El 16 de agosto, la Cámara de Apelaciones en lo Civil, Comercial y Contencioso Administrativo de Segunda Nominación de Río Cuarto condenó al Estado provincial y a los ex policías Mario Luis Gaumet y Gustavo Javier Funez a pagar una indemnización por daño moral y pérdida de chance al padre del niño Alejandro Flores. El juez José María Herrán argumentó en su voto que “resulta indudable la responsabilidad que corresponde atribuir a la Provincia de Córdoba, máxime si tenemos en cuenta que los agentes se valieron de las circunstancias objetivas y subjetivas que les proporcionó su función de policías y del uso del vehículo de propiedad del Estado, para cometer el ilícito y luego ocultarlo”. Esta vez, la Justicia sabría donde encontrar a Gaumet. Tenía una dirección, una voz, un rostro y un expediente a su nombre.

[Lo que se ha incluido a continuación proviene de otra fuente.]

//! Expectation tracking.
//!
//! Every create, delete, or in-place update the controller issues is recorded
//! here before the call is made and cleared when the change stream shows its
//! effect. While a deployment has outstanding expectations its reconcile pass
//! is a no-op: the listed instances are known to be stale.
//!
//! The store is shared between the event dispatcher (which observes) and the
//! reconcile workers (which expect and check), so all state sits behind one
//! mutex that is never held across an await.

use std::collections::HashMap;
use std::sync::{Arc, Mutex, MutexGuard};
use std::time::Duration;

use chrono::{DateTime, Utc};
use gamefleet_events::{ChangeKind, ObjectKey};
use tracing::{debug, warn};

use crate::clock::Clock;
use crate::cluster::{ClusterEvent, ClusterObject};

#[derive(Debug, Default)]
struct KeyExpectations {
    creations: HashMap<String, DateTime<Utc>>,
    deletions: HashMap<String, DateTime<Utc>>,
    updates: HashMap<String, PendingUpdate>,
}

#[derive(Debug)]
struct PendingUpdate {
    revision: String,
    since: DateTime<Utc>,
}

impl KeyExpectations {
    fn len(&self) -> usize {
        self.creations.len() + self.deletions.len() + self.updates.len()
    }
}

/// Outstanding actions per deployment key.
pub struct ExpectationStore {
    entries: Mutex<HashMap<ObjectKey, KeyExpectations>>,
    timeout: chrono::Duration,
    clock: Arc<dyn Clock>,
}

impl ExpectationStore {
    /// Creates a store; expectations older than `timeout` are dropped.
    pub fn new(clock: Arc<dyn Clock>, timeout: Duration) -> Self {
        Self {
            entries: Mutex::new(HashMap::new()),
            timeout: chrono::Duration::from_std(timeout).unwrap_or(chrono::Duration::MAX),
            clock,
        }
    }

    fn lock(&self) -> MutexGuard<'_, HashMap<ObjectKey, KeyExpectations>> {
        self.entries.lock().unwrap_or_else(|e| e.into_inner())
    }

    pub fn expect_create(&self, key: &ObjectKey, instance: &str) {
        let now = self.clock.now();
        self.lock()
            .entry(key.clone())
            .or_default()
            .creations
            .insert(instance.to_string(), now);
    }

    pub fn expect_delete(&self, key: &ObjectKey, instance: &str) {
        let now = self.clock.now();
        self.lock()
            .entry(key.clone())
            .or_default()
            .deletions
            .insert(instance.to_string(), now);
    }

    /// Expects `instance` to be observed on `revision`.
    pub fn expect_update(&self, key: &ObjectKey, instance: &str, revision: &str) {
        let now = self.clock.now();
        self.lock().entry(key.clone()).or_default().updates.insert(
            instance.to_string(),
            PendingUpdate {
                revision: revision.to_string(),
                since: now,
            },
        );
    }

    /// Drops a creation the cluster never accepted.
    pub fn retract_create(&self, key: &ObjectKey, instance: &str) {
        if let Some(exp) = self.lock().get_mut(key) {
            exp.creations.remove(instance);
        }
    }

    pub fn retract_delete(&self, key: &ObjectKey, instance: &str) {
        if let Some(exp) = self.lock().get_mut(key) {
            exp.deletions.remove(instance);
        }
    }

    pub fn retract_update(&self, key: &ObjectKey, instance: &str) {
        if let Some(exp) = self.lock().get_mut(key) {
            exp.updates.remove(instance);
        }
    }

    /// Clears expectations confirmed by a change event.
    pub fn observe(&self, event: &ClusterEvent) {
        let ClusterObject::Instance(instance) = &event.payload else {
            return;
        };
        let Some(key) = instance.meta.deployment_key() else {
            return;
        };

        let mut entries = self.lock();
        let Some(exp) = entries.get_mut(&key) else {
            return;
        };
        let name = instance.name();

        match event.change {
            ChangeKind::Deleted => {
                exp.creations.remove(name);
                exp.deletions.remove(name);
                exp.updates.remove(name);
            }
            ChangeKind::Added | ChangeKind::Modified => {
                exp.creations.remove(name);
                if instance.meta.is_terminating() {
                    exp.deletions.remove(name);
                }
                let confirmed = exp
                    .updates
                    .get(name)
                    .is_some_and(|u| instance.revision() == Some(u.revision.as_str()));
                if confirmed {
                    exp.updates.remove(name);
                }
            }
        }

        if exp.len() == 0 {
            entries.remove(&key);
        }
    }

    /// Reports whether every expectation for `key` has been observed, and how
    /// many are still outstanding.
    ///
    /// Update expectations for a revision other than `revision` belong to a
    /// superseded rollout and are discarded. Expectations older than the
    /// timeout are dropped with a warning so a lost event cannot block the
    /// deployment forever.
    pub fn satisfied(&self, key: &ObjectKey, revision: &str) -> (bool, usize) {
        let now = self.clock.now();
        let cutoff = now.checked_sub_signed(self.timeout);

        let mut entries = self.lock();
        let Some(exp) = entries.get_mut(key) else {
            return (true, 0);
        };

        exp.updates.retain(|name, u| {
            let keep = u.revision == revision;
            if !keep {
                debug!(deployment = %key, instance = %name, revision = %u.revision, "Dropping superseded update expectation");
            }
            keep
        });

        if let Some(cutoff) = cutoff {
            let expired = |kind: &'static str, name: &str, since: DateTime<Utc>| {
                let expired = since <= cutoff;
                if expired {
                    warn!(deployment = %key, instance = %name, kind, "Expectation timed out, dropping");
                }
                !expired
            };
            exp.creations.retain(|name, since| expired("create", name.as_str(), *since));
            exp.deletions.retain(|name, since| expired("delete", name.as_str(), *since));
            exp.updates.retain(|name, u| expired("update", name.as_str(), u.since));
        }

        let dirty = exp.len();
        if dirty == 0 {
            entries.remove(key);
        }
        (dirty == 0, dirty)
    }

    /// Forgets everything about a deleted deployment.
    pub fn delete_key(&self, key: &ObjectKey) {
        self.lock().remove(key);
    }

    /// Outstanding expectations for `key`.
    pub fn pending(&self, key: &ObjectKey) -> usize {
        self.lock().get(key).map_or(0, KeyExpectations::len)
    }
}

#[cfg(test)]
mod tests {
    use super::*;
    use crate::clock::ManualClock;
    use crate::model::{labels, InstanceSpec, ObjectMeta, WorkloadInstance};
    use gamefleet_events::{EventEnvelope, ResourceKind};
    use gamefleet_id::{EventId, ResourceVersion};

    fn instance(name: &str, revision: &str) -> WorkloadInstance {
        let mut meta = ObjectMeta::named("games", name);
        meta.labels.insert(labels::DEPLOYMENT.into(), "lobby".into());
        meta.labels.insert(labels::REVISION_HASH.into(), revision.into());
        WorkloadInstance {
            meta,
            spec: InstanceSpec::default(),
            status: Default::default(),
        }
    }

    fn event(change: ChangeKind, inst: WorkloadInstance) -> ClusterEvent {
        EventEnvelope::builder()
            .event_id(EventId::new(1))
            .change(change)
            .object(ResourceKind::Instance, inst.key())
            .resource_version(ResourceVersion::new(1))
            .payload(ClusterObject::Instance(inst))
            .build()
            .unwrap()
    }

    fn store() -> (Arc<ManualClock>, ExpectationStore) {
        let clock = Arc::new(ManualClock::new(Utc::now()));
        let store = ExpectationStore::new(clock.clone(), Duration::from_secs(300));
        (clock, store)
    }

    fn key() -> ObjectKey {
        ObjectKey::new("games", "lobby")
    }

    #[test]
    fn test_create_cleared_by_observation() {
        let (_, store) = store();
        store.expect_create(&key(), "lobby-a");
        store.expect_create(&key(), "lobby-b");
        assert_eq!(store.satisfied(&key(), "rev-1"), (false, 2));

        store.observe(&event(ChangeKind::Added, instance("lobby-a", "rev-1")));
        assert_eq!(store.satisfied(&key(), "rev-1"), (false, 1));

        store.retract_create(&key(), "lobby-b");
        assert_eq!(store.satisfied(&key(), "rev-1"), (true, 0));
    }

    #[test]
    fn test_delete_cleared_by_deleted_event() {
        let (_, store) = store();
        store.expect_delete(&key(), "lobby-a");
        store.observe(&event(ChangeKind::Modified, instance("lobby-a", "rev-1")));
        assert_eq!(store.pending(&key()), 1);
        store.observe(&event(ChangeKind::Deleted, instance("lobby-a", "rev-1")));
        assert!(store.satisfied(&key(), "rev-1").0);
    }

    #[test]
    fn test_update_needs_target_revision() {
        let (_, store) = store();
        store.expect_update(&key(), "lobby-a", "rev-2");
        store.observe(&event(ChangeKind::Modified, instance("lobby-a", "rev-1")));
        assert_eq!(store.satisfied(&key(), "rev-2"), (false, 1));
        store.observe(&event(ChangeKind::Modified, instance("lobby-a", "rev-2")));
        assert_eq!(store.satisfied(&key(), "rev-2"), (true, 0));
    }

    #[test]
    fn test_superseded_update_dropped() {
        let (_, store) = store();
        store.expect_update(&key(), "lobby-a", "rev-2");
        assert_eq!(store.satisfied(&key(), "rev-3"), (true, 0));
    }

    #[test]
    fn test_expired_expectations_dropped() {
        let (clock, store) = store();
        store.expect_create(&key(), "lobby-a");
        clock.advance(chrono::Duration::seconds(299));
        assert!(!store.satisfied(&key(), "rev-1").0);
        clock.advance(chrono::Duration::seconds(1));
        assert!(store.satisfied(&key(), "rev-1").0);
    }

    #[test]
    fn test_observation_of_unrelated_key_ignored() {
        let (_, store) = store();
        store.expect_create(&key(), "lobby-a");
        let mut other = instance("lobby-a", "rev-1");
        other
            .meta
            .labels
            .insert(labels::DEPLOYMENT.into(), "arena".into());
        store.observe(&event(ChangeKind::Added, other));
        assert_eq!(store.pending(&key()), 1);
    }

    #[test]
    fn test_concurrent_expect_and_observe() {
        let (_, store) = store();
        let store = Arc::new(store);
        let names: Vec<String> = (0..200).map(|i| format!("lobby-{i}")).collect();
        for name in &names {
            store.expect_create(&key(), name);
        }

        let handles: Vec<_> = names
            .chunks(50)
            .map(|chunk| {
                let store = store.clone();
                let chunk = chunk.to_vec();
                std::thread::spawn(move || {
                    for name in chunk {
                        store.observe(&event(ChangeKind::Added, instance(&name, "rev-1")));
                    }
                })
            })
            .collect();
        for handle in handles {
            handle.join().unwrap();
        }

        assert_eq!(store.satisfied(&key(), "rev-1"), (true, 0));
    }
}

En aquellos siete sábados con el jefe del Halcón cinco, Víctor supo que el comisario nunca le diría la verdad. Al menos, toda la verdad. Recordó que fue a buscar “a cada uno de los policías implicados para tenerlos cara a cara”. “Quisieron buscar testigos, lloraron, me cerraron las puertas y, algunas veces, también las abrieron. Nunca pude verlos en un juicio, pero ya no pueden ocultarse”, expresó convencido del mandato que asumió desde el mismo día en que mataron a su hijo.